[Items from a data source]
- - - -
use anchor_lang::prelude::*;
use anchor_spl::token::{self, Mint, MintTo, Token, TokenAccount};

pub mod error;
pub mod state;

pub use error::*;
pub use state::*;

declare_id!("4L3s2v8u8k4iVwV3s6Zx8u9Q2pY3aG9fQ7wE6bN5mCk7");

#[program]
pub mod cp_amm_stub {
    use super::*;

    /// Register a base/quote pool
    pub fn init_pool(ctx: Context<InitPool>) -> Result<()> {
        require_keys_neq!(
            ctx.accounts.base_mint.key(),
            ctx.accounts.quote_mint.key(),
            AmmError::InvalidMint
        );

        let pool = &mut ctx.accounts.pool;
        pool.token_base_mint = ctx.accounts.base_mint.key();
        pool.token_quote_mint = ctx.accounts.quote_mint.key();
        pool.bump = ctx.bumps.pool;

        msg!("Pool {} initialized", pool.key());
        Ok(())
    }

    /// Open a position for `owner`. The owner does not need to sign, which
    /// lets a program open a position on behalf of its PDA.
    pub fn create_position(
        ctx: Context<CreatePosition>,
        tick_lower: i32,
        tick_upper: i32,
        quote_only: bool,
    ) -> Result<()> {
        let owner = ctx.accounts.owner.key();
        let pool = ctx.accounts.pool.key();

        let pos = &mut ctx.accounts.position;
        pos.open(
            owner,
            pool,
            tick_lower,
            tick_upper,
            quote_only,
            ctx.bumps.position,
        )?;

        msg!(
            "Position {} opened for owner {} in [{}, {})",
            pos.key(),
            pos.owner,
            tick_lower,
            tick_upper
        );
        Ok(())
    }

    /// Simulates trading activity by crediting fees to a position
    pub fn accrue_fees(ctx: Context<AccrueFees>, add_base: u64, add_quote: u64) -> Result<()> {
        ctx.accounts.position.accrue(add_base, add_quote);
        Ok(())
    }

    /// Mint the accrued fees into the supplied treasuries and zero the accrual
    pub fn claim_fees(ctx: Context<ClaimFees>) -> Result<()> {
        let (base_amount, quote_amount) = ctx.accounts.position.take_accrued();

        let pool_key = ctx.accounts.pool.key();
        let seeds: &[&[u8]] = &[POOL_SIGNER_SEED, pool_key.as_ref(), &[ctx.bumps.pool_signer]];
        let signer = &[seeds];

        if base_amount > 0 {
            let cpi_ctx = CpiContext::new_with_signer(
                ctx.accounts.token_program.to_account_info(),
                MintTo {
                    mint: ctx.accounts.base_mint.to_account_info(),
                    to: ctx.accounts.base_treasury.to_account_info(),
                    authority: ctx.accounts.pool_signer.to_account_info(),
                },
                signer,
            );
            token::mint_to(cpi_ctx, base_amount)?;
        }

        if quote_amount > 0 {
            let cpi_ctx = CpiContext::new_with_signer(
                ctx.accounts.token_program.to_account_info(),
                MintTo {
                    mint: ctx.accounts.quote_mint.to_account_info(),
                    to: ctx.accounts.quote_treasury.to_account_info(),
                    authority: ctx.accounts.pool_signer.to_account_info(),
                },
                signer,
            );
            token::mint_to(cpi_ctx, quote_amount)?;
        }

        msg!(
            "Claimed base={} quote={} from {}",
            base_amount,
            quote_amount,
            ctx.accounts.position.key()
        );
        Ok(())
    }
}

#[derive(Accounts)]
pub struct InitPool<'info> {
    #[account(
        init,
        payer = payer,
        space = 8 + Pool::SIZE,
        seeds = [POOL_SEED, base_mint.key().as_ref(), quote_mint.key().as_ref()],
        bump,
    )]
    pub pool: Account<'info, Pool>,
    pub base_mint: Account<'info, Mint>,
    pub quote_mint: Account<'info, Mint>,
    #[account(mut)]
    pub payer: Signer<'info>,
    pub system_program: Program<'info, System>,
}

#[derive(Accounts)]
pub struct CreatePosition<'info> {
    /// CHECK: any key may own a position; claiming requires its signature
    pub owner: UncheckedAccount<'info>,
    pub pool: Account<'info, Pool>,
    #[account(
        init,
        payer = payer,
        space = 8 + Position::SIZE,
        seeds = [POSITION_SEED, pool.key().as_ref(), owner.key().as_ref()],
        bump,
    )]
    pub position: Account<'info, Position>,
    #[account(mut)]
    pub payer: Signer<'info>,
    pub system_program: Program<'info, System>,
}

#[derive(Accounts)]
pub struct AccrueFees<'info> {
    pub pool: Account<'info, Pool>,
    #[account(mut, has_one = pool @ AmmError::InvalidPool)]
    pub position: Account<'info, Position>,
}

#[derive(Accounts)]
pub struct ClaimFees<'info> {
    pub pool: Account<'info, Pool>,
    #[account(
        mut,
        has_one = pool @ AmmError::InvalidPool,
        has_one = owner @ AmmError::Unauthorized,
    )]
    pub position: Account<'info, Position>,
    pub owner: Signer<'info>,
    #[account(mut, address = pool.token_base_mint @ AmmError::InvalidMint)]
    pub base_mint: Account<'info, Mint>,
    #[account(mut, address = pool.token_quote_mint @ AmmError::InvalidMint)]
    pub quote_mint: Account<'info, Mint>,
    #[account(mut, token::mint = base_mint)]
    pub base_treasury: Account<'info, TokenAccount>,
    #[account(mut, token::mint = quote_mint)]
    pub quote_treasury: Account<'info, TokenAccount>,
    /// CHECK: mint authority PDA derived from the pool
    #[account(seeds = [POOL_SIGNER_SEED, pool.key().as_ref()], bump)]
    pub pool_signer: UncheckedAccount<'info>,
    pub token_program: Program<'info, Token>,
}
//! Command-line and environment configuration.

use std::net::SocketAddr;
use std::path::PathBuf;
use std::time::Duration;

use clap::{Args, Parser, Subcommand};

use crate::error::{Result, RttError};

/// Accepted sampling interval range, in seconds.
pub const MIN_INTERVAL_SECS: f64 = 0.1;
pub const MAX_INTERVAL_SECS: f64 = 10.0;

/// Round-trip time monitor
#[derive(Parser, Debug, Clone)]
#[command(name = "rtt-monitor")]
#[command(version, about, long_about = None)]
pub struct Cli {
    /// Log level filter; RUST_LOG takes precedence when set
    #[arg(long, global = true, env = "RTT_LOG", default_value = "info")]
    pub log_level: String,

    #[command(subcommand)]
    pub command: Command,
}

#[derive(Subcommand, Debug, Clone)]
pub enum Command {
    /// Run the aggregator HTTP server
    Serve(ServeArgs),
    /// Ping a server on an interval and show live RTT statistics
    Sample(SampleArgs),
}

#[derive(Args, Debug, Clone)]
pub struct ServeArgs {
    /// Address to listen on
    #[arg(long, env = "RTT_BIND", default_value = "0.0.0.0:5000")]
    pub bind: SocketAddr,

    /// Directory served at `/`
    #[arg(long, env = "RTT_STATIC_DIR", default_value = "static")]
    pub static_dir: PathBuf,
}

#[derive(Args, Debug, Clone)]
pub struct SampleArgs {
    /// Base URL of the aggregator
    #[arg(long, env = "RTT_SERVER", default_value = "http://127.0.0.1:5000")]
    pub server: String,

    /// Seconds between pings (0.1 – 10)
    #[arg(short, long, default_value_t = 1.0)]
    pub interval: f64,

    /// Client id to report under; random when omitted
    #[arg(long)]
    pub client_id: Option<String>,

    /// Per-request timeout in seconds
    #[arg(short, long, default_value_t = 5)]
    pub timeout: u64,
}

impl ServeArgs {
    pub fn validate(&self) -> Result<()> {
        if !self.static_dir.is_dir() {
            tracing::warn!(
                dir = %self.static_dir.display(),
                "static directory not found; `/` will return 404"
            );
        }
        Ok(())
    }
}

impl SampleArgs {
    pub fn validate(&self) -> Result<()> {
        parse_interval(self.interval)?;

        if self.timeout == 0 {
            return Err(RttError::config("timeout must be at least 1 second"));
        }
        if !(self.server.starts_with("http://") || self.server.starts_with("https://")) {
            return Err(RttError::config(format!(
                "server must be an http(s) URL, got '{}'",
                self.server
            )));
        }
        if matches!(self.client_id.as_deref(), Some("")) {
            return Err(RttError::config("client id must not be empty"));
        }
        Ok(())
    }

    pub fn interval(&self) -> Result<Duration> {
        parse_interval(self.interval)
    }

    pub fn timeout(&self) -> Duration {
        Duration::from_secs(self.timeout)
    }
}

/// Validate an interval given in seconds.
pub fn parse_interval(secs: f64) -> Result<Duration> {
    if !secs.is_finite() || !(MIN_INTERVAL_SECS..=MAX_INTERVAL_SECS).contains(&secs) {
        return Err(RttError::config(format!(
            "interval must be between {MIN_INTERVAL_SECS} and {MAX_INTERVAL_SECS} seconds, got {secs}"
        )));
    }
    Ok(Duration::from_secs_f64(secs))
}
use std::fmt::Write;

use colored::Colorize;

use super::{SamplerView, Status};

/// Render the live view as terminal text.
pub fn render(view: &SamplerView) -> String {
    let mut out = String::new();

    let status = match &view.status {
        Status::Waiting => "● waiting for first response".yellow().to_string(),
        Status::Measuring { total, last_rtt_ms } => format!(
            "● measuring (#{total}, latest {last_rtt_ms:.2}ms)"
        )
        .green()
        .to_string(),
        Status::Error { message } => format!("● connection error: {message}").red().to_string(),
    };
    let _ = writeln!(out, "client {}  {}", view.client_id.bold(), status);

    let Some(stats) = &view.stats else {
        return out;
    };

    let _ = writeln!(
        out,
        "RTT over last {} samples (ms)",
        stats.window_size
    );
    let rows = [
        ("current", stats.current),
        ("mean", stats.mean),
        ("median", stats.median),
        ("std dev", stats.std_dev),
        ("min", stats.min),
        ("max", stats.max),
    ];
    for (label, value) in rows {
        let _ = writeln!(out, "  {label:<8} {value:>10.2}");
    }
    let _ = writeln!(out, "  {:<8} {:>10}", "total", stats.total);
    let _ = writeln!(out, "  {:<8} {:>10}", "window", stats.window_size);

    let _ = writeln!(out, "recent");
    for entry in &view.recent {
        let _ = writeln!(out, "  #{}: {:.2}ms", entry.seq, entry.rtt_ms);
    }

    out
}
- - - -
DESCRIPTION OF THE TASK: Go through the entries above and count the lines containing the word "PathBuf"; give only that count.

RESULT OF THIS EXERCISE: 2